- Assigned task
For the listing below, output exactly the lines from the line with "all.spawned.extend_from_slice(&events.spawned);" up to and including the line with "a = InkWorld::new(&settings(42), Viewport::new(800, 600));", and no other lines.

- Source information
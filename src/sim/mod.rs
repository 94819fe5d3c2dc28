// sim/ - Dripping ink simulation
//
// Strokes hold still, drips grow under them and shed droplets, droplets fall
// and merge, threads briefly link a drip to what it just lost. Everything is
// advanced by `InkWorld::step`; drawing is someone else's job.

mod drip;
mod droplet;
mod stroke;
mod thread;

pub use drip::Drip;
pub use droplet::{Droplets, NewDroplet, FLOOR_Y, MERGE_FACTOR};
pub use stroke::Stroke;
pub use thread::Thread;

use std::f32::consts::TAU;

use crate::animation::{Animation, EntityId, FrameEvents, IdAllocator, Material, ShapeRef, Transform};
use crate::color::Color;
use crate::config::Settings;
use crate::mesh::MeshSpec;
use crate::rng::Rng;
use crate::viewport::Viewport;

// Capacity limits
pub const MAX_DROPLETS: usize = 200;

/// Longest step taken in one go; a tab coming back from the background must
/// not teleport everything.
pub const MAX_STEP: f32 = 0.1;

const GRAVITY_MIN: f32 = 2.2;
const GRAVITY_MAX: f32 = 3.2;
const DROPLET_SEGMENTS: u32 = 12;
const THREAD_WIDTH: f32 = 0.35;

// Draw order
const Z_STROKE: f32 = 0.0;
const Z_DRIP: f32 = 0.01;
const Z_THREAD: f32 = 0.015;
const Z_DROPLET: f32 = 0.02;

/// Dripping ink world
pub struct InkWorld {
    clock: f32,
    background: Color,
    ink: Color,
    viewport: Viewport,

    // Entities
    strokes: Vec<Stroke>,
    drips: Vec<Drip>,
    droplets: Droplets,
    threads: Vec<Thread>,

    ids: IdAllocator,
    rng: Rng,
}

impl InkWorld {
    pub fn new(settings: &Settings, viewport: Viewport) -> Self {
        let mut world = Self::without_strokes(settings, viewport);

        world.strokes = Stroke::layout(&mut world.rng, &mut world.ids);
        for stroke in &world.strokes {
            world.drips.extend(Drip::attach(stroke, &mut world.rng, &mut world.ids));
        }

        tracing::debug!(
            strokes = world.strokes.len(),
            drips = world.drips.len(),
            seeded = settings.seed.is_some(),
            "ink world created"
        );
        world
    }

    /// A world with nothing in it; droplets can be placed by hand.
    pub fn without_strokes(settings: &Settings, viewport: Viewport) -> Self {
        Self {
            clock: 0.0,
            background: settings.background,
            ink: settings.ink,
            viewport,
            strokes: Vec::new(),
            drips: Vec::new(),
            droplets: Droplets::new(),
            threads: Vec::new(),
            ids: IdAllocator::default(),
            rng: Rng::from_seed(settings.seed),
        }
    }

    pub fn clock(&self) -> f32 { self.clock }
    pub fn viewport(&self) -> Viewport { self.viewport }
    pub fn strokes(&self) -> &[Stroke] { &self.strokes }
    pub fn drips(&self) -> &[Drip] { &self.drips }
    pub fn droplets(&self) -> &Droplets { &self.droplets }
    pub fn threads(&self) -> &[Thread] { &self.threads }

    /// Ids of every live entity.
    pub fn live_ids(&self) -> Vec<EntityId> {
        let mut ids: Vec<EntityId> = self.strokes.iter().map(|s| s.id).collect();
        ids.extend(self.drips.iter().map(|d| d.id));
        ids.extend(self.threads.iter().map(|t| t.id));
        ids.extend_from_slice(self.droplets.ids());
        ids
    }

    /// Drop a motionless droplet into the world (it still falls).
    pub fn place_droplet(&mut self, x: f32, y: f32, size: f32, events: &mut FrameEvents) -> Option<EntityId> {
        let d = NewDroplet {
            x,
            y,
            speed: 0.0,
            accel: (GRAVITY_MIN + GRAVITY_MAX) * 0.5,
            vx: 0.0,
            amp: 0.0,
            wobble_phase: 0.0,
            size,
            time: 0.0,
        };
        self.droplets.spawn(d, &mut self.ids, events)
    }

    /// One simulation frame.
    pub fn step(&mut self, dt: f32, events: &mut FrameEvents) {
        let dt = if dt.is_finite() { dt.clamp(0.0, MAX_STEP) } else { 0.0 };
        self.clock += dt;

        self.advance_phases(dt);
        self.update_drips(dt, events);
        thread::age_threads(&mut self.threads, dt, events);
        self.update_threads();
        self.droplets.update(dt, &mut self.ids, events);
    }

    fn advance_phases(&mut self, dt: f32) {
        for s in &mut self.strokes { s.phase += dt; }
        for d in &mut self.drips { d.phase += dt; }
        for t in &mut self.threads { t.phase += dt; }
        for t in &mut self.droplets.time[..self.droplets.n] { *t += dt; }
    }

    fn update_drips(&mut self, dt: f32, events: &mut FrameEvents) {
        for k in 0..self.drips.len() {
            self.drips[k].grow(dt);
            if !self.drips[k].should_detach() { continue; }

            let (x, y) = self.drips[k].tip();
            let drip = &self.drips[k];
            let shed = NewDroplet {
                x: x + self.rng.spread(drip.width * 0.1),
                y,
                speed: self.rng.range(0.1, 0.3),
                accel: self.rng.range(GRAVITY_MIN, GRAVITY_MAX),
                vx: self.rng.spread(0.08),
                amp: self.rng.range(0.01, 0.03),
                wobble_phase: self.rng.range(0.0, TAU),
                size: drip.droplet_size(),
                time: drip.phase,
            };
            let strand_width = drip.width * THREAD_WIDTH;
            let phase = drip.phase;

            match self.droplets.spawn(shed, &mut self.ids, events) {
                Some(droplet) => {
                    let id = self.ids.next();
                    events.spawn(id);
                    self.threads.push(Thread {
                        id,
                        drip: k,
                        droplet: Some(droplet),
                        start: (x, y),
                        end: (shed.x, shed.y),
                        base_width: strand_width,
                        age: 0.0,
                        lifespan: self.rng.range(thread::LIFESPAN_MIN, thread::LIFESPAN_MAX),
                        phase,
                    });
                }
                None => tracing::trace!(drip = k, "droplet cap reached"),
            }

            self.drips[k].detach(&mut self.rng);
        }
    }

    /// Keep strand ends attached to their drip tip and droplet.
    fn update_threads(&mut self) {
        for t in &mut self.threads {
            if let Some(drip) = self.drips.get(t.drip) {
                t.start = drip.tip();
            }
            match t.droplet.and_then(|id| self.droplets.index_of(id)) {
                Some(i) => t.end = (self.droplets.x[i], self.droplets.y[i]),
                None => t.droplet = None,
            }
        }
    }
}

impl Animation for InkWorld {
    fn name(&self) -> &'static str {
        "ink"
    }

    fn background(&self) -> Color {
        self.background
    }

    fn step(&mut self, dt: f32, events: &mut FrameEvents) {
        InkWorld::step(self, dt, events);
    }

    fn set_viewport(&mut self, viewport: Viewport) {
        self.viewport = viewport;
    }

    fn visit_shapes(&self, visit: &mut dyn FnMut(ShapeRef<'_>)) {
        let material = Material::Ink { color: self.ink };

        for s in &self.strokes {
            let (cols, rows) = s.grid();
            visit(ShapeRef {
                id: s.id,
                material,
                transform: Transform {
                    rotation: s.rotation,
                    ..Transform::at(s.x, s.y, if s.horizontal { Z_THREAD } else { Z_STROKE })
                },
                phase: s.phase,
                mesh: MeshSpec::Plane { width: s.width, height: s.height, cols, rows, jitter: s.jitter(), seed: s.seed },
            });
        }

        for d in &self.drips {
            visit(ShapeRef {
                id: d.id,
                material,
                transform: Transform::at(d.anchor.0, d.anchor.1, Z_DRIP),
                phase: d.phase,
                mesh: MeshSpec::Taper { width: d.width, length: d.length, profile: d.profile(self.clock) },
            });
        }

        for t in &self.threads {
            visit(ShapeRef {
                id: t.id,
                material,
                transform: Transform { rotation: t.angle(), ..Transform::at(t.start.0, t.start.1, Z_THREAD) },
                phase: t.phase,
                mesh: MeshSpec::Neck { width: t.width(), length: t.length(), pinch: t.pinch() },
            });
        }

        let drops = &self.droplets;
        for i in 0..drops.n {
            let (scale_x, scale_y) = drops.stretch(i);
            visit(ShapeRef {
                id: drops.id[i],
                material,
                transform: Transform { scale_x, scale_y, ..Transform::at(drops.draw_x(i), drops.y[i], Z_DROPLET) },
                phase: drops.time[i],
                mesh: MeshSpec::Circle { radius: drops.size[i], segments: DROPLET_SEGMENTS },
            });
        }
    }
}

#[cfg(test)]
mod tests {
    use super::*;

    fn settings(seed: u64) -> Settings {
        Settings { seed: Some(seed), ..Settings::default() }
    }

    fn run(world: &mut InkWorld, frames: usize, dt: f32) -> FrameEvents {
        let mut all = FrameEvents::default();
        let mut events = FrameEvents::default();
        for _ in 0..frames {
            events.clear();
            world.step(dt, &mut events);
            all.spawned.extend_from_slice(&events.spawned);
            all.released.extend_from_slice(&events.released);
        }
        all
    }

    #[test]
    fn builds_six_strokes_with_two_or_three_drips_each() {
        let world = InkWorld::new(&settings(1), Viewport::new(800, 600));
        assert_eq!(world.strokes().len(), 6);
        assert!((12..=18).contains(&world.drips().len()));
        assert_eq!(world.droplets().len(), 0);
    }

    #[test]
    fn same_seed_same_world() {
        let mut a = InkWorld::new(&settings(42), Viewport::new(800, 600));
        let mut b = InkWorld::new(&settings(42), Viewport::new(800, 600));
        run(&mut a, 300, 0.016);
        run(&mut b, 300, 0.016);
        assert_eq!(a.drips(), b.drips());
        assert_eq!(a.droplets().ids(), b.droplets().ids());
    }

    #[test]
    fn drips_stay_within_max_length() {
        let mut world = InkWorld::new(&settings(5), Viewport::new(800, 600));
        let mut events = FrameEvents::default();
        for _ in 0..2000 {
            world.step(0.016, &mut events);
            for d in world.drips() {
                assert!(d.length >= 0.0 && d.length <= d.max_length);
            }
        }
    }

    #[test]
    fn detachment_sheds_length_and_spawns_droplet_with_thread() {
        let mut world = InkWorld::new(&settings(8), Viewport::new(800, 600));
        let mut events = FrameEvents::default();
        let mut seen = false;
        for _ in 0..2000 {
            let before: Vec<f32> = world.drips().iter().map(|d| d.length).collect();
            let timers: Vec<f32> = world.drips().iter().map(|d| d.since_detach).collect();
            events.clear();
            world.step(0.016, &mut events);
            for (k, d) in world.drips().iter().enumerate() {
                if d.since_detach < timers[k] {
                    assert!(d.length < before[k]);
                    seen = true;
                }
            }
            if seen {
                assert!(!world.threads().is_empty());
                break;
            }
        }
        assert!(seen, "no drip detached in 32 simulated seconds");
    }

    #[test]
    fn droplet_count_changes_only_by_spawn_merge_or_floor() {
        let mut world = InkWorld::new(&settings(13), Viewport::new(800, 600));
        let mut events = FrameEvents::default();
        for _ in 0..3000 {
            let before = world.droplets().len();
            events.clear();
            world.step(0.016, &mut events);
            let droplet_spawns = events
                .spawned
                .iter()
                .filter(|id| world.droplets().index_of(**id).is_some())
                .count();
            let after = world.droplets().len();
            assert!(after <= before + droplet_spawns);
            assert!(after <= MAX_DROPLETS);
        }
    }

    #[test]
    fn threads_snap_after_their_lifespan() {
        let mut world = InkWorld::new(&settings(21), Viewport::new(800, 600));
        run(&mut world, 3000, 0.016);
        for t in world.threads() {
            assert!(t.age < t.lifespan);
            assert!(t.lifespan <= thread::LIFESPAN_MAX);
        }
    }

    #[test]
    fn huge_or_broken_deltas_are_tamed() {
        let mut world = InkWorld::new(&settings(2), Viewport::new(800, 600));
        let mut events = FrameEvents::default();
        world.step(10.0, &mut events);
        assert!((world.clock() - MAX_STEP).abs() < 1e-6);
        world.step(f32::NAN, &mut events);
        world.step(-1.0, &mut events);
        assert!((world.clock() - MAX_STEP).abs() < 1e-6);
    }

    #[test]
    fn every_live_entity_is_visited_once() {
        let mut world = InkWorld::new(&settings(4), Viewport::new(800, 600));
        run(&mut world, 600, 0.016);
        let mut visited = Vec::new();
        world.visit_shapes(&mut |shape| visited.push(shape.id));
        let mut live = world.live_ids();
        visited.sort();
        live.sort();
        assert_eq!(visited, live);
    }

    #[test]
    fn spawned_and_released_ids_track_live_set() {
        let mut world = InkWorld::new(&settings(6), Viewport::new(800, 600));
        let mut live: std::collections::BTreeSet<EntityId> = world.live_ids().into_iter().collect();
        let mut events = FrameEvents::default();
        for _ in 0..1500 {
            events.clear();
            world.step(0.016, &mut events);
            for id in &events.released {
                assert!(live.remove(id), "released unknown {id:?}");
            }
            for id in &events.spawned {
                assert!(live.insert(*id), "spawned twice {id:?}");
            }
        }
        let actual: std::collections::BTreeSet<EntityId> = world.live_ids().into_iter().collect();
        assert_eq!(live, actual);
    }
}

- Problem solution
            all.spawned.extend_from_slice(&events.spawned);
            all.released.extend_from_slice(&events.released);
        }
        all
    }

    #[test]
    fn builds_six_strokes_with_two_or_three_drips_each() {
        let world = InkWorld::new(&settings(1), Viewport::new(800, 600));
        assert_eq!(world.strokes().len(), 6);
        assert!((12..=18).contains(&world.drips().len()));
        assert_eq!(world.droplets().len(), 0);
    }

    #[test]
    fn same_seed_same_world() {
        let mut a = InkWorld::new(&settings(42), Viewport::new(800, 600));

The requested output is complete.